** Opening Source information block **
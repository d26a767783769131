//! Arena Impulse entry point
//!
//! Runs the fixed-rate loop headless: command lines come from stdin, replies
//! go to stdout, events go to the log (or to stderr as JSON lines).

use std::io::BufRead;
use std::path::PathBuf;
use std::sync::mpsc::{self, Receiver, TryRecvError};
use std::thread;
use std::time::{Duration, Instant};

use anyhow::{Context, Result};
use clap::Parser;

use arena_impulse::Settings;
use arena_impulse::sim::{EventSink, JsonLinesSink, LogSink, Simulation};

#[derive(Parser, Debug)]
#[command(name = "arena-impulse", version, about = "Bouncing body steered by typed commands")]
struct Args {
    /// JSON settings file (missing fields use defaults)
    #[arg(short, long)]
    config: Option<PathBuf>,

    /// Stop after this many ticks instead of when stdin closes
    #[arg(short, long)]
    ticks: Option<u64>,

    /// Tick as fast as possible instead of at the configured rate
    #[arg(long)]
    no_sleep: bool,

    /// Write events to stderr and query replies to stdout as JSON lines
    #[arg(long)]
    events_json: bool,

    /// Print the effective settings as JSON and exit
    #[arg(long)]
    print_settings: bool,
}

/// Input collaborator: forwards stdin lines to the simulation thread
fn spawn_stdin_reader() -> Receiver<String> {
    let (tx, rx) = mpsc::channel();
    thread::spawn(move || {
        for line in std::io::stdin().lock().lines() {
            match line {
                Ok(line) => {
                    if tx.send(line).is_err() {
                        break;
                    }
                }
                Err(e) => {
                    log::warn!("Failed to read stdin: {e}");
                    break;
                }
            }
        }
    });
    rx
}

fn main() -> Result<()> {
    env_logger::init();
    let args = Args::parse();

    let settings = match &args.config {
        Some(path) => Settings::load(path)
            .with_context(|| format!("loading settings from {}", path.display()))?,
        None => Settings::default(),
    };

    if args.print_settings {
        println!("{}", settings.to_json()?);
        return Ok(());
    }

    let sink: Box<dyn EventSink> = if args.events_json {
        Box::new(JsonLinesSink::new(std::io::stderr()))
    } else {
        Box::new(LogSink)
    };
    let mut sim = Simulation::new(&settings, sink)?;
    log::info!(
        "Arena Impulse starting: {}x{} arena, gravity {}, {} Hz",
        settings.arena_width,
        settings.arena_height,
        settings.gravity,
        settings.tick_hz
    );

    let input = spawn_stdin_reader();
    let tick_len = Duration::try_from_secs_f64(1.0 / settings.tick_hz)
        .context("tick_hz does not give a usable tick length")?;
    let mut input_open = true;
    let mut next_tick = Instant::now();

    loop {
        match args.ticks {
            Some(limit) if sim.tick_count() >= limit => break,
            None if !input_open && sim.pending() == 0 => break,
            _ => {}
        }

        // Lines that arrived since the last tick run right after the next one
        while input_open {
            match input.try_recv() {
                Ok(line) => {
                    let line = line.trim();
                    if !line.is_empty() {
                        sim.submit(line);
                    }
                }
                Err(TryRecvError::Empty) => break,
                Err(TryRecvError::Disconnected) => input_open = false,
            }
        }

        for report in sim.step() {
            match report.result {
                Ok(values) => {
                    for value in values {
                        if args.events_json {
                            println!("{}", serde_json::to_string(&value)?);
                        } else {
                            println!("{value}");
                        }
                    }
                }
                Err(e) => println!("{e}"),
            }
        }
        log::debug!("tick {} position {}", sim.tick_count(), sim.position());

        if !args.no_sleep {
            next_tick += tick_len;
            let now = Instant::now();
            if next_tick > now {
                thread::sleep(next_tick - now);
            } else {
                // Fell behind; don't try to catch up
                next_tick = now;
            }
        }
    }

    println!(
        "final position after {} ticks: {}",
        sim.tick_count(),
        sim.position()
    );
    Ok(())
}
//! Deterministic simulation module
//!
//! Everything that moves the body lives here:
//! - Fixed tick only (one tick = one unit of time)
//! - No rendering, input or platform dependencies
//! - Events are data; sinks decide where they go

pub mod body;
pub mod driver;
pub mod engine;
pub mod events;
pub mod step;
pub mod vector;

pub use body::{Arena, PhysicsBody};
pub use driver::{CommandReport, Simulation};
pub use engine::PhysicsEngine;
pub use events::{EventSink, JsonLinesSink, LogSink, SimEvent};
pub use step::integrate;
pub use vector::Vector2D;
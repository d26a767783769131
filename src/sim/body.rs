//! The simulated body and the arena it lives in

use super::vector::Vector2D;
use crate::error::ConfigError;

/// A single circular body. Owned by [`super::PhysicsEngine`].
#[derive(Debug, Clone, PartialEq)]
pub struct PhysicsBody {
    pub position: Vector2D,
    pub velocity: Vector2D,
    /// Must stay > 0; impulses are divided by it
    pub mass: f64,
    /// Fixed at construction
    pub radius: f64,
}

impl PhysicsBody {
    pub fn new(position: Vector2D, mass: f64, radius: f64) -> Self {
        Self {
            position,
            velocity: Vector2D::ZERO,
            mass,
            radius,
        }
    }

    pub fn with_velocity(mut self, velocity: Vector2D) -> Self {
        self.velocity = velocity;
        self
    }

    /// Bottom edge touching or below the floor
    #[inline]
    pub fn is_grounded(&self, arena: &Arena) -> bool {
        self.position.y() + self.radius >= arena.height
    }
}

/// Axis-aligned arena with the origin at the top-left corner and y growing
/// downward (screen coordinates), so gravity is +y.
#[derive(Debug, Clone, Copy, PartialEq)]
pub struct Arena {
    pub width: f64,
    pub height: f64,
}

impl Arena {
    pub fn new(width: f64, height: f64) -> Self {
        Self { width, height }
    }

    pub fn center(&self) -> Vector2D {
        Vector2D::new(self.width / 2.0, self.height / 2.0)
    }

    /// Check the integration precondition for a body of `radius`
    pub fn check_fits(&self, radius: f64) -> Result<(), ConfigError> {
        if radius * 2.0 >= self.width || radius * 2.0 >= self.height {
            return Err(ConfigError::BodyTooLarge {
                radius,
                width: self.width,
                height: self.height,
            });
        }
        Ok(())
    }

    /// True if a circle of `radius` at `pos` lies fully inside the walls
    pub fn contains(&self, pos: Vector2D, radius: f64) -> bool {
        pos.x() - radius >= 0.0
            && pos.x() + radius <= self.width
            && pos.y() - radius >= 0.0
            && pos.y() + radius <= self.height
    }
}
//! Error types
//!
//! Physics errors are small and `Copy`; command errors carry enough context to
//! be shown back to whoever typed the line.

use thiserror::Error;

/// Vector (or scalar) division by exactly zero
#[derive(Error, Debug, Clone, Copy, PartialEq, Eq)]
#[error("cannot divide by zero")]
pub struct DivisionByZero;

/// Rejected gravity write. The previous value stays in place.
#[derive(Error, Debug, Clone, Copy, PartialEq)]
#[error("gravity must be a positive finite number, got {value}")]
pub struct InvalidGravity {
    pub value: f64,
}

/// Failures raised by engine operations
#[derive(Error, Debug, Clone, Copy, PartialEq, Eq)]
pub enum PhysicsError {
    #[error("impulse could not be scaled by body mass: {0}")]
    DivisionByZero(#[from] DivisionByZero),

    #[error("impulse would leave the body with a non-finite velocity")]
    NonFiniteVelocity,
}

/// Why a command line could not be parsed or evaluated
#[derive(Error, Debug, Clone, PartialEq)]
pub enum CommandError {
    #[error("unexpected character {found:?} at column {column}")]
    Lex { found: char, column: usize },

    #[error("syntax error at column {column}: expected {expected}, found {found}")]
    Syntax {
        expected: &'static str,
        found: String,
        column: usize,
    },

    #[error("name '{name}' is not defined (available: Vector2D, engine, obj)")]
    UnknownName { name: String },

    #[error("'{target}' has no member '{member}'")]
    UnknownMember { target: &'static str, member: String },

    #[error("{callee}() takes {expected} arguments, {got} given")]
    Arity {
        callee: &'static str,
        expected: &'static str,
        got: usize,
    },

    #[error("'{target}' is read-only")]
    ReadOnly { target: String },

    #[error("'{name}' cannot be used as a value")]
    NotAValue { name: &'static str },

    #[error("expected a {expected}, found a {found}")]
    TypeMismatch {
        expected: &'static str,
        found: &'static str,
    },

    #[error("{what} is not a finite number")]
    NotFinite { what: &'static str },

    #[error("command is {len} bytes long, limit is {max}")]
    TooLong { len: usize, max: usize },

    #[error("expression nested deeper than {max} levels")]
    TooDeep { max: usize },

    #[error("command has {count} statements, limit is {max}")]
    TooManyStatements { count: usize, max: usize },

    #[error(transparent)]
    DivisionByZero(#[from] DivisionByZero),

    #[error(transparent)]
    Physics(#[from] PhysicsError),
}

/// A submitted line that failed. Engine state is left as it was before the line.
#[derive(Error, Debug, Clone, PartialEq)]
#[error("error executing command {command:?}: {source}")]
pub struct CommandExecutionError {
    pub command: String,
    #[source]
    pub source: CommandError,
}

/// Startup configuration problems
#[derive(Error, Debug)]
pub enum ConfigError {
    #[error("failed to read settings file: {0}")]
    Io(#[from] std::io::Error),

    #[error("failed to parse settings: {0}")]
    Json(#[from] serde_json::Error),

    #[error("{field} must be a positive finite number, got {value}")]
    NonPositive { field: &'static str, value: f64 },

    #[error("tick_hz must be in [{min}, {max}], got {value}")]
    TickRateOutOfRange { value: f64, min: f64, max: f64 },

    #[error("friction must be in (0, 1], got {0}")]
    FrictionOutOfRange(f64),

    #[error("body radius {radius} does not fit a {width}x{height} arena")]
    BodyTooLarge { radius: f64, width: f64, height: f64 },

    #[error("start position ({x}, {y}) puts the body outside the arena")]
    StartOutsideArena { x: f64, y: f64 },
}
** Closing Source information block **
**How to complete this task:** The response should consist of the number of lines in the data that hold the word "found", with nothing added.

**Response to this task:** 6